▶ [Material for this task]:

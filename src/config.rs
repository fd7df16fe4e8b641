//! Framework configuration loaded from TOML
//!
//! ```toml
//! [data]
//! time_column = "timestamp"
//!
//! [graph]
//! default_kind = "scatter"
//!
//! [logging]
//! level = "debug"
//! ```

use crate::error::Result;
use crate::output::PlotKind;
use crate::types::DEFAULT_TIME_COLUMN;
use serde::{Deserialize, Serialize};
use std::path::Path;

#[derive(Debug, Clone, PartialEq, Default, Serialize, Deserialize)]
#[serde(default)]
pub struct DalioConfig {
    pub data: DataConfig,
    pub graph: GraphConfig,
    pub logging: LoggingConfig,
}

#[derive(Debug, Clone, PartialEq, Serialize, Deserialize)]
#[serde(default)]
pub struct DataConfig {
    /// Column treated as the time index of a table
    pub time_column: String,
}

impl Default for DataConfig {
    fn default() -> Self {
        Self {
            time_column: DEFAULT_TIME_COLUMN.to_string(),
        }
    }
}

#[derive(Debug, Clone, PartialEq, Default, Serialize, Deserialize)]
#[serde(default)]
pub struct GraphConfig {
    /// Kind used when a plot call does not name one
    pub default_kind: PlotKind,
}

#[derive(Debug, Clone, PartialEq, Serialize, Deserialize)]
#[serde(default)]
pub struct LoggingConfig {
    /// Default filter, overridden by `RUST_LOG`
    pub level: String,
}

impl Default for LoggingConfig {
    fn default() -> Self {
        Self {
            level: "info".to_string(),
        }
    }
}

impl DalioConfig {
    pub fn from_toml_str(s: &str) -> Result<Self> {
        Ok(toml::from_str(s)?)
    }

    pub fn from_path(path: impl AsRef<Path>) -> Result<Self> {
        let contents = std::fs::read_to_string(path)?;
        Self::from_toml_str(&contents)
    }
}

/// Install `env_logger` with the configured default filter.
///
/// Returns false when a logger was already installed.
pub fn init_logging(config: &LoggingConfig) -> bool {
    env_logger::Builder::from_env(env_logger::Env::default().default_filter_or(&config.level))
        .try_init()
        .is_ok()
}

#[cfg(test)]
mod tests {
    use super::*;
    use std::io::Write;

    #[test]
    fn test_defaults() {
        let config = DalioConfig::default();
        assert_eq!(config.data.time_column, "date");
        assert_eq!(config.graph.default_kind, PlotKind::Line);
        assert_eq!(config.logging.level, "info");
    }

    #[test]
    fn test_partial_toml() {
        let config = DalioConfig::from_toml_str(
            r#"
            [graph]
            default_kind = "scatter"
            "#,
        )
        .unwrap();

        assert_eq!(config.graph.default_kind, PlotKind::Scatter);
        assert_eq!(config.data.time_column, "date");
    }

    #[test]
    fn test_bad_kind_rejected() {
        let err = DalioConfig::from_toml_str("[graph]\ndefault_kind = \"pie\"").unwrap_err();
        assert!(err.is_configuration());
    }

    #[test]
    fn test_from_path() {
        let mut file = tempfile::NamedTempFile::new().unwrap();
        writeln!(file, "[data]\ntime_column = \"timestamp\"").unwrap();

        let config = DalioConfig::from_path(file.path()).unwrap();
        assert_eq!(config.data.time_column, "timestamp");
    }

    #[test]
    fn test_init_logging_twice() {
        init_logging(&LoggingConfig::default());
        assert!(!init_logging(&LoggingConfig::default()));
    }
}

▶ [What you should do]: Find and copy each line in the material above where the string "PlotKind" occurs.

▶ [Solution for this exercise]:
use crate::output::PlotKind;
    pub default_kind: PlotKind,
        assert_eq!(config.graph.default_kind, PlotKind::Line);
        assert_eq!(config.graph.default_kind, PlotKind::Scatter);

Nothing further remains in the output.